Who better to play this calm, cool and calculated man with a past than Denzel Washington? He is a powerhouse force that keeps you intrigued with a character who is more than just a killing monster. The film takes its time setting up his character and psyche. There is plenty of time devoted to his OCD like ways and the relationship he builds with Teri. Once her attack happens, he switches to hero mode and the movie really takes off. You always know he’s going to be one step ahead of everyone else and you expect him to be lurking in the shadows ready to pounce. The fun comes in as you try to anticipate his next move and mode of execution. We may not see all of his kills, but we are left with some evidence that he got the job done. There is something even more shocking when the reign of terror is left to our imagination, but since he’s the good guy we feel a bit more justified toward his actions. While Washington is a great casting choice, I feel like he can do these movies in his sleep. He was so gut-wrenching in 2012’s Flight that I would love to see him get back to those types of roles.  Chloe Grace Moretz felt more at ease here than she did in Carrie or If I Stay. She seems to fare better in supporting roles than having to carry a whole movie. Popping up very briefly are Bill Pullman and Melissa Leo in minor roles. I swear Melissa Leo shows up in the most random of movies under some wig for all of ten minutes. I always end up saying, “Is that Melissa Leo? I had no idea she was in this.”

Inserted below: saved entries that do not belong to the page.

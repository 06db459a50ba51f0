//! Conversions from provider-native SI units into the canonical unit set
//! (feet, knots, feet per minute, degrees).
//!
//! Every function is total: a missing or non-finite input yields `0.0`,
//! because feeds routinely omit fields for aircraft on the ground or
//! without a full state.

/// Feet per meter.
pub const FEET_PER_METER: f64 = 3.28084;
/// Knots per meter/second.
pub const KNOTS_PER_MPS: f64 = 1.94384;
/// Feet/minute per meter/second.
pub const FPM_PER_MPS: f64 = 196.85;

/// Returns the value if present and finite, otherwise `0.0`.
pub fn finite_or_zero(value: Option<f64>) -> f64 {
    match value {
        Some(v) if v.is_finite() => v,
        _ => 0.0,
    }
}

// a product that overflows is treated like any other unusable value
fn scale(value: Option<f64>, factor: f64) -> f64 {
    finite_or_zero(Some(finite_or_zero(value) * factor))
}

pub fn meters_to_feet(meters: Option<f64>) -> f64 {
    scale(meters, FEET_PER_METER)
}

pub fn mps_to_knots(mps: Option<f64>) -> f64 {
    scale(mps, KNOTS_PER_MPS)
}

/// Vertical rate conversion; sign is preserved (negative means descending).
pub fn mps_to_feet_per_minute(mps: Option<f64>) -> f64 {
    scale(mps, FPM_PER_MPS)
}
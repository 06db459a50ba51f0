//! Validated lookup input: a callsign plus an optional transponder hex.

use std::fmt;
use thiserror::Error;

/// Contract violations detected before any network call is made.
#[derive(Debug, Clone, PartialEq, Eq, Error)]
pub enum QueryError {
    #[error("callsign is required")]
    EmptyCallsign,

    #[error("invalid callsign '{0}': expected 1-8 ASCII letters or digits")]
    InvalidCallsign(String),

    #[error("invalid aircraft hex '{0}': expected 6 hex digits")]
    InvalidHex(String),
}

const MAX_CALLSIGN_LEN: usize = 8;
const HEX_LEN: usize = 6;

/// What to look up in one aggregate cycle.
///
/// The callsign is stored uppercased and the hex lowercased, which is the
/// form each upstream expects in its URL.
#[derive(Debug, Clone, PartialEq, Eq, Hash)]
pub struct FlightQuery {
    callsign: String,
    hex: Option<String>,
}

impl FlightQuery {
    /// Validates and normalizes the inputs. A blank hex counts as absent.
    pub fn new(callsign: &str, hex: Option<&str>) -> Result<Self, QueryError> {
        let callsign = callsign.trim();
        if callsign.is_empty() {
            return Err(QueryError::EmptyCallsign);
        }
        if callsign.len() > MAX_CALLSIGN_LEN
            || !callsign.chars().all(|c| c.is_ascii_alphanumeric())
        {
            return Err(QueryError::InvalidCallsign(callsign.to_string()));
        }

        let hex = match hex.map(str::trim).filter(|h| !h.is_empty()) {
            Some(h) if h.len() == HEX_LEN && h.chars().all(|c| c.is_ascii_hexdigit()) => {
                Some(h.to_ascii_lowercase())
            }
            Some(h) => return Err(QueryError::InvalidHex(h.to_string())),
            None => None,
        };

        Ok(Self {
            callsign: callsign.to_ascii_uppercase(),
            hex,
        })
    }

    pub fn callsign(&self) -> &str {
        &self.callsign
    }

    pub fn hex(&self) -> Option<&str> {
        self.hex.as_deref()
    }
}

impl fmt::Display for FlightQuery {
    fn fmt(&self, f: &mut fmt::Formatter<'_>) -> fmt::Result {
        match &self.hex {
            Some(hex) => write!(f, "{} ({})", self.callsign, hex),
            None => f.write_str(&self.callsign),
        }
    }
}
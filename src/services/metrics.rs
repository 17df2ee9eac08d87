//! Display formatting for numeric portfolio fields.
//!
//! Every function here is pure and total: absent, `NaN`, and non-finite
//! inputs produce the `-` placeholder instead of a formatted zero, so an
//! unknown value is never confused with a real one.

/// Rendered in place of any value the feed could not supply.
pub const PLACEHOLDER: &str = "-";

/// Three-way direction of a percentage-valued field. Exact zero is a real,
/// distinct observation in many feeds, so this is not a boolean sign.
#[derive(Debug, Clone, Copy, PartialEq, Eq)]
pub enum Trend {
    Gain,
    Loss,
    Flat,
}

impl Trend {
    pub fn css_class(&self) -> &'static str {
        match self {
            Trend::Gain => "gain",
            Trend::Loss => "loss",
            Trend::Flat => "neutral",
        }
    }

    pub fn arrow(&self) -> &'static str {
        match self {
            Trend::Gain => "▲",
            Trend::Loss => "▼",
            Trend::Flat => "",
        }
    }
}

/// Classifies a percentage-valued field. Unknown values classify as `Flat`;
/// their text form is the placeholder, so no direction is ever shown for them.
pub fn classify(value: Option<f64>) -> Trend {
    match value.filter(|v| v.is_finite()) {
        Some(v) if v > 0.0 => Trend::Gain,
        Some(v) if v < 0.0 => Trend::Loss,
        _ => Trend::Flat,
    }
}

/// Formats a rupee amount with Indian digit grouping (`₹12,34,567.89`).
/// P&L magnitudes use 0 decimals, unit prices 2.
pub fn format_rupees(value: Option<f64>, decimals: usize) -> String {
    let Some(v) = value.filter(|v| v.is_finite()) else {
        return PLACEHOLDER.to_string();
    };
    let rendered = format!("{:.*}", decimals, v.abs());
    let (int_part, frac_part) = match rendered.split_once('.') {
        Some((i, f)) => (i, Some(f)),
        None => (rendered.as_str(), None),
    };
    let grouped = group_indian(int_part);
    let sign = if v < 0.0 && rendered.trim_matches(|c| c == '0' || c == '.') != "" {
        "-"
    } else {
        ""
    };
    match frac_part {
        Some(frac) => format!("{sign}₹{grouped}.{frac}"),
        None => format!("{sign}₹{grouped}"),
    }
}

/// Formats an unsigned percentage (`12.3%`), used for allocation shares and
/// win rates.
pub fn format_percent(value: Option<f64>, decimals: usize) -> String {
    match value.filter(|v| v.is_finite()) {
        Some(v) => format!("{:.*}%", decimals, v),
        None => PLACEHOLDER.to_string(),
    }
}

/// Formats a signed percentage with a directional glyph: `▲ +1.23%`,
/// `▼ -0.50%`, or `0.00%` at exactly zero. A value whose magnitude rounds to
/// zero at the requested precision renders as an unsigned zero too, never as
/// `▼ -0.00%`.
pub fn format_signed_percent(value: Option<f64>, decimals: usize) -> String {
    let Some(v) = value.filter(|v| v.is_finite()) else {
        return PLACEHOLDER.to_string();
    };
    let magnitude = format!("{:.*}", decimals, v.abs());
    if magnitude.trim_matches(|c| c == '0' || c == '.').is_empty() {
        return format!("{magnitude}%");
    }
    match classify(Some(v)) {
        Trend::Gain => format!("▲ +{magnitude}%"),
        Trend::Loss => format!("▼ -{magnitude}%"),
        Trend::Flat => format!("{magnitude}%"),
    }
}

/// Formats a share quantity, trimming a trailing `.00` for whole lots.
pub fn format_quantity(value: Option<f64>) -> String {
    let Some(v) = value.filter(|v| v.is_finite()) else {
        return PLACEHOLDER.to_string();
    };
    if v.fract() == 0.0 {
        format!("{}", v as i64)
    } else {
        format!("{v:.2}")
    }
}

// Indian grouping: rightmost group of three, then groups of two.
fn group_indian(digits: &str) -> String {
    if digits.len() <= 3 {
        return digits.to_string();
    }
    let (head, tail) = digits.split_at(digits.len() - 3);
    let mut groups = Vec::new();
    let head_bytes = head.as_bytes();
    let mut end = head_bytes.len();
    while end > 2 {
        groups.push(&head[end - 2..end]);
        end -= 2;
    }
    groups.push(&head[..end]);
    groups.reverse();
    format!("{},{}", groups.join(","), tail)
}
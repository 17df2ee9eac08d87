use std::sync::Arc;

use futures::join;
use tracing::{error, warn};

use crate::errors::ApiError;
use crate::external::DataSource;
use crate::models::{BehaviorStats, CompositionData, InsightReport, PerformanceData, ViewState};
use crate::services::insight_parser;
use crate::services::view_cycle::ViewCycle;
use crate::session::SessionGuard;

/// Merged bundle for the analysis screen. Assembled wholesale once per fetch
/// cycle and replaced on retry, never mutated field-by-field afterwards.
#[derive(Debug, Clone, PartialEq)]
pub struct AnalysisView {
    pub composition: CompositionData,
    pub performance: PerformanceData,
    pub behavior: BehaviorStats,
}

/// Orchestrates the analysis screen: the primary bundle is three independent
/// reads joined fan-out/fan-in, and the AI commentary rides a second,
/// decoupled channel with its own state. A failed commentary never disturbs
/// the primary view.
pub struct AnalysisScreen {
    source: Arc<dyn DataSource>,
    session: Arc<SessionGuard>,
    view: ViewCycle<AnalysisView>,
    commentary: ViewCycle<InsightReport>,
}

impl AnalysisScreen {
    pub fn new(source: Arc<dyn DataSource>, session: Arc<SessionGuard>) -> Self {
        Self {
            source,
            session,
            view: ViewCycle::new(),
            commentary: ViewCycle::new(),
        }
    }

    pub fn state(&self) -> ViewState<AnalysisView> {
        self.view.state()
    }

    pub fn commentary_state(&self) -> ViewState<InsightReport> {
        self.commentary.state()
    }

    /// Fetches the primary bundle. The view leaves `Loading` only after all
    /// three sub-reads have settled; a stale cycle that settles after a newer
    /// one started is discarded.
    pub async fn load(&self) {
        let cycle = self.view.begin();
        let next = self.fetch_bundle().await;
        self.view.commit(cycle, next);
    }

    pub async fn retry(&self) {
        self.load().await;
    }

    /// Fetches and parses the AI commentary on its own cycle.
    pub async fn load_commentary(&self) {
        let cycle = self.commentary.begin();
        let next = self.fetch_commentary().await;
        self.commentary.commit(cycle, next);
    }

    async fn fetch_bundle(&self) -> ViewState<AnalysisView> {
        let Some(credential) = self.session.current() else {
            warn!("analysis load skipped, no live session");
            return ViewState::SessionExpired;
        };

        // All three reads settle before fan-in; a single early failure must
        // not abandon the others' error information.
        let (composition, performance, behavior) = join!(
            self.source.composition(&credential),
            self.source.performance(&credential),
            self.source.behavior(&credential),
        );

        match (composition, performance, behavior) {
            (Ok(composition), Ok(performance), Ok(behavior)) => ViewState::Ready(AnalysisView {
                composition,
                performance,
                behavior,
            }),
            (composition, performance, behavior) => {
                let failures: Vec<ApiError> =
                    [composition.err(), performance.err(), behavior.err()]
                        .into_iter()
                        .flatten()
                        .collect();
                self.settle_failed(failures)
            }
        }
    }

    fn settle_failed(&self, failures: Vec<ApiError>) -> ViewState<AnalysisView> {
        if failures.iter().any(ApiError::is_unauthorized) {
            warn!("analysis fetch rejected as unauthorized, session expired");
            self.session.clear();
            return ViewState::SessionExpired;
        }
        // Failures arrive in sub-read declaration order; the first one is the
        // message shown for the whole view.
        let message = failures
            .first()
            .map(|e| e.to_string())
            .unwrap_or_else(|| "failed to fetch analysis data".to_string());
        error!("analysis fetch failed: {message}");
        ViewState::Error(message)
    }

    async fn fetch_commentary(&self) -> ViewState<InsightReport> {
        let Some(credential) = self.session.current() else {
            return ViewState::SessionExpired;
        };
        match self.source.ai_summary(&credential).await {
            Ok(raw) => ViewState::Ready(insight_parser::parse(&raw)),
            Err(e) if e.is_unauthorized() => {
                warn!("AI summary rejected as unauthorized, session expired");
                self.session.clear();
                ViewState::SessionExpired
            }
            Err(e) => {
                warn!("AI summary fetch failed: {e}");
                ViewState::Error("Could not load AI insights.".to_string())
            }
        }
    }
}

#[cfg(test)]
mod tests {
    use std::time::Duration;

    use super::*;
    use crate::services::test_support::{Endpoint, ScriptedSource};
    use crate::session::Credential;

    fn screen_with(source: ScriptedSource) -> (Arc<AnalysisScreen>, Arc<SessionGuard>) {
        let session = Arc::new(SessionGuard::new());
        session.set(Credential::new("tok"));
        let screen = Arc::new(AnalysisScreen::new(Arc::new(source), session.clone()));
        (screen, session)
    }

    fn composition_tagged(total: f64) -> CompositionData {
        CompositionData {
            total_portfolio_value: Some(total),
            ..CompositionData::default()
        }
    }

    #[tokio::test]
    async fn ready_only_after_slowest_subread_settles() {
        let source = ScriptedSource {
            composition: Endpoint::ready(composition_tagged(1.0))
                .with_delay(Duration::from_millis(80)),
            performance: Endpoint::ready(PerformanceData::default())
                .with_delay(Duration::from_millis(10)),
            ..ScriptedSource::default()
        };
        let (screen, _session) = screen_with(source);

        let loader = tokio::spawn({
            let screen = screen.clone();
            async move { screen.load().await }
        });

        // Two of three sub-reads have settled; the view must still be loading.
        tokio::time::sleep(Duration::from_millis(40)).await;
        assert!(screen.state().is_loading());

        loader.await.unwrap();
        match screen.state() {
            ViewState::Ready(view) => {
                assert_eq!(view.composition.total_portfolio_value, Some(1.0));
            }
            other => panic!("expected Ready, got {other:?}"),
        }
    }

    #[tokio::test]
    async fn unauthorized_subread_expires_session_regardless_of_order() {
        // Unauthorized settles first.
        let source = ScriptedSource {
            performance: Endpoint::unauthorized(),
            composition: Endpoint::ready(CompositionData::default())
                .with_delay(Duration::from_millis(30)),
            behavior: Endpoint::ready(BehaviorStats::default())
                .with_delay(Duration::from_millis(30)),
            ..ScriptedSource::default()
        };
        let (screen, session) = screen_with(source);
        screen.load().await;
        assert_eq!(screen.state(), ViewState::SessionExpired);
        assert!(session.current().is_none());

        // Unauthorized settles last.
        let source = ScriptedSource {
            performance: Endpoint::unauthorized().with_delay(Duration::from_millis(30)),
            ..ScriptedSource::default()
        };
        let (screen, session) = screen_with(source);
        screen.load().await;
        assert_eq!(screen.state(), ViewState::SessionExpired);
        assert!(session.current().is_none());
    }

    #[tokio::test]
    async fn first_failure_in_declaration_order_wins() {
        let source = ScriptedSource {
            composition: Endpoint::failing("composition down")
                .with_delay(Duration::from_millis(30)),
            behavior: Endpoint::failing("behavior down"),
            ..ScriptedSource::default()
        };
        let (screen, _session) = screen_with(source);
        screen.load().await;

        let message = screen.state().error().unwrap_or_default().to_string();
        assert!(message.contains("composition down"), "got: {message}");
        assert!(!message.contains("behavior down"));
    }

    #[tokio::test]
    async fn missing_session_short_circuits_without_network_calls() {
        let source = Arc::new(ScriptedSource::default());
        let session = Arc::new(SessionGuard::new());
        let screen = AnalysisScreen::new(source.clone(), session.clone());

        screen.load().await;
        assert_eq!(screen.state(), ViewState::SessionExpired);

        screen.load_commentary().await;
        assert_eq!(screen.commentary_state(), ViewState::SessionExpired);
        assert_eq!(source.call_count(), 0);
    }

    #[tokio::test]
    async fn commentary_failure_leaves_primary_view_ready() {
        let source = ScriptedSource {
            ai_summary: Endpoint::failing("model offline"),
            composition: Endpoint::ready(composition_tagged(2.0)),
            ..ScriptedSource::default()
        };
        let (screen, session) = screen_with(source);

        join!(screen.load(), screen.load_commentary());

        assert!(screen.state().is_ready());
        assert_eq!(
            screen.commentary_state(),
            ViewState::Error("Could not load AI insights.".to_string())
        );
        assert!(session.current().is_some());
    }

    #[tokio::test]
    async fn unauthorized_commentary_expires_session_but_not_primary_view() {
        let source = ScriptedSource {
            ai_summary: Endpoint::unauthorized().with_delay(Duration::from_millis(30)),
            composition: Endpoint::ready(composition_tagged(3.0)),
            ..ScriptedSource::default()
        };
        let (screen, session) = screen_with(source);

        // Primary settles first; the delayed 401 then tears the session down.
        join!(screen.load(), screen.load_commentary());

        assert_eq!(screen.commentary_state(), ViewState::SessionExpired);
        assert!(session.current().is_none());
        match screen.state() {
            ViewState::Ready(view) => {
                assert_eq!(view.composition.total_portfolio_value, Some(3.0));
            }
            other => panic!("expected Ready, got {other:?}"),
        }
    }

    #[tokio::test]
    async fn commentary_success_is_parsed_into_lists() {
        let source = ScriptedSource {
            ai_summary: Endpoint::ready(
                "Behavioral Insights: You churn positions.\nPersonalized Suggestions: Hold longer."
                    .to_string(),
            ),
            ..ScriptedSource::default()
        };
        let (screen, _session) = screen_with(source);
        screen.load_commentary().await;

        match screen.commentary_state() {
            ViewState::Ready(report) => {
                assert_eq!(report.insights, vec!["You churn positions."]);
                assert_eq!(report.suggestions, vec!["Hold longer."]);
            }
            other => panic!("expected Ready, got {other:?}"),
        }
    }

    #[tokio::test]
    async fn stale_cycle_result_is_discarded() {
        let source = ScriptedSource {
            composition: Endpoint::ready(composition_tagged(1.0))
                .with_delay(Duration::from_millis(60))
                .then_ready(composition_tagged(2.0), Duration::from_millis(5)),
            ..ScriptedSource::default()
        };
        let (screen, _session) = screen_with(source);

        let first = tokio::spawn({
            let screen = screen.clone();
            async move { screen.load().await }
        });
        tokio::time::sleep(Duration::from_millis(20)).await;
        screen.retry().await;
        first.await.unwrap();

        // The slower first cycle settled after the retry and must not win.
        match screen.state() {
            ViewState::Ready(view) => {
                assert_eq!(view.composition.total_portfolio_value, Some(2.0));
            }
            other => panic!("expected Ready, got {other:?}"),
        }
    }
}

Director Antoine Fuqua (Training Day, Olympus Has Fallen) and screenwriter Richard Wenk (The Expendables 2) have based their film on the television series of the same name that ran from 1985-1989. I have never seen the show before, but I am pretty certain that it is nowhere near as gruesome, violent, and out-of-control this film is in comparisons. I would like to think that Fuqua knew going in that they were going to have to have some fun along the way and that they couldn’t take themselves too seriously with their approach to this story. The violence is so over-the-top at times that it felt like a slasher film in its execution. Who are we dealing with here? Denzel or Jason Vorhees? There was unnecessary blood splatter and anything with a sharp edge became a weapon to inflict pain. Consider this your warning if you get queasy. You may need to turn your head during the no holds barred ending. I, for one, was able to suspend reality and go along for the ride.

Is It Worth Your Trip to the Movies? If you go and just want to have a fun time, it will succeed at that.